** RECORDS FOR THE TASK follows **

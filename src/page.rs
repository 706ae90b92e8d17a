//! The browser capabilities the query pipeline consumes.

use anyhow::Result;
use async_trait::async_trait;
use serde::{Deserialize, Serialize};
use std::time::Duration;
use tokio::time::Instant;
use tokio_util::sync::CancellationToken;
use tracing::debug;

use crate::dom::Snapshot;
use crate::error::AgentError;

/// When a navigation counts as finished.
#[derive(Debug, Clone, Copy, PartialEq, Eq, Serialize, Deserialize)]
#[serde(rename_all = "snake_case")]
pub enum ReadyPolicy {
    /// Load event plus a quiet network window. Slow; used on cold sessions.
    NetworkIdle,
    /// The document body exists.
    DomContentLoaded,
}

/// One open tab. Selector matching happens on [`PageDriver::html`] snapshots,
/// so implementations only move bytes and dispatch input.
#[async_trait]
pub trait PageDriver: Send + Sync {
    async fn goto(&self, url: &str, ready: ReadyPolicy, timeout: Duration) -> Result<()>;

    /// Serialized DOM of the current document.
    async fn html(&self) -> Result<String>;

    /// Rendered text of the whole body, as a user would see it.
    async fn visible_text(&self) -> Result<String>;

    /// Focus the first element matching `selector` and type `text` into it.
    async fn fill(&self, selector: &str, text: &str) -> Result<()>;

    async fn press_key(&self, key: &str) -> Result<()>;

    async fn click(&self, selector: &str) -> Result<()>;

    /// Click the first element matching `selector` whose text contains
    /// `needle`. Returns false when nothing matched.
    async fn click_text(&self, selector: &str, needle: &str) -> Result<bool>;
}

/// A driver's own bounded wait ran out. Drivers attach this to the error so
/// callers can tell a slow page from a broken one.
#[derive(Debug, thiserror::Error)]
#[error("timed out waiting for the page")]
pub struct WaitTimedOut;

/// Gap between snapshots while waiting for an element.
pub const ELEMENT_POLL_INTERVAL: Duration = Duration::from_millis(250);

fn first_present(html: &str, patterns: &[String]) -> Option<String> {
    Snapshot::parse(html)
        .first_match(patterns)
        .map(str::to_string)
}

/// Poll the page until one of `patterns` matches, checking them in rank
/// order on every snapshot. Returns the matching pattern, or `None` once
/// `timeout` has elapsed.
pub async fn wait_for_any(
    page: &dyn PageDriver,
    patterns: &[String],
    timeout: Duration,
    cancel: &CancellationToken,
) -> Result<Option<String>, AgentError> {
    let deadline = Instant::now() + timeout;
    loop {
        let snapshot = tokio::select! {
            _ = cancel.cancelled() => return Err(AgentError::Cancelled),
            snapshot = tokio::time::timeout_at(deadline, page.html()) => snapshot,
        };
        let Ok(snapshot) = snapshot else {
            debug!("snapshot still pending at the deadline");
            return Ok(None);
        };
        match snapshot {
            Ok(html) => {
                if let Some(found) = first_present(&html, patterns) {
                    return Ok(Some(found));
                }
            }
            Err(e) => debug!("snapshot failed while waiting for element: {e:#}"),
        }

        let now = Instant::now();
        if now >= deadline {
            return Ok(None);
        }
        let nap = ELEMENT_POLL_INTERVAL.min(deadline - now);
        tokio::select! {
            _ = cancel.cancelled() => return Err(AgentError::Cancelled),
            _ = tokio::time::sleep(nap) => {}
        }
    }
}

#[cfg(test)]
mod tests {
    use super::*;
    use crate::testing::ScriptedPage;

    fn patterns(items: &[&str]) -> Vec<String> {
        items.iter().map(|s| s.to_string()).collect()
    }

    #[tokio::test(start_paused = true)]
    async fn wait_returns_highest_ranked_match() {
        let page = ScriptedPage::new(
            r#"<html><body><input type="text"><textarea></textarea></body></html>"#,
            vec![],
        );
        let found = wait_for_any(
            &page,
            &patterns(&["textarea", "input[type=\"text\"]"]),
            Duration::from_secs(10),
            &CancellationToken::new(),
        )
        .await
        .unwrap();
        assert_eq!(found.as_deref(), Some("textarea"));
    }

    #[tokio::test(start_paused = true)]
    async fn wait_gives_up_at_the_deadline() {
        let page = ScriptedPage::new("<html><body></body></html>", vec![]);
        let started = Instant::now();
        let found = wait_for_any(
            &page,
            &patterns(&["textarea"]),
            Duration::from_secs(10),
            &CancellationToken::new(),
        )
        .await
        .unwrap();
        assert!(found.is_none());
        assert_eq!(started.elapsed(), Duration::from_secs(10));
    }

    #[tokio::test(start_paused = true)]
    async fn slow_snapshot_does_not_extend_the_wait() {
        let page = ScriptedPage::new("<html><body><textarea></textarea></body></html>", vec![])
            .with_html_delay(Duration::from_secs(20));
        let started = Instant::now();
        let found = wait_for_any(
            &page,
            &patterns(&["textarea"]),
            Duration::from_secs(10),
            &CancellationToken::new(),
        )
        .await
        .unwrap();
        assert!(found.is_none());
        assert_eq!(started.elapsed(), Duration::from_secs(10));
    }

    #[tokio::test(start_paused = true)]
    async fn wait_stops_on_cancel() {
        let page = ScriptedPage::new("<html><body></body></html>", vec![]);
        let cancel = CancellationToken::new();
        cancel.cancel();
        let err = wait_for_any(&page, &patterns(&["textarea"]), Duration::from_secs(10), &cancel)
            .await
            .unwrap_err();
        assert!(matches!(err, AgentError::Cancelled));
    }
}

** End of RECORDS FOR THE TASK **

» **WORK REQUEST**:
Which of the lines in the data hold the string "while"? Report each of them by copying it.

» **EXPECTED ANSWER**:
/// Gap between snapshots while waiting for an element.
            Err(e) => debug!("snapshot failed while waiting for element: {e:#}"),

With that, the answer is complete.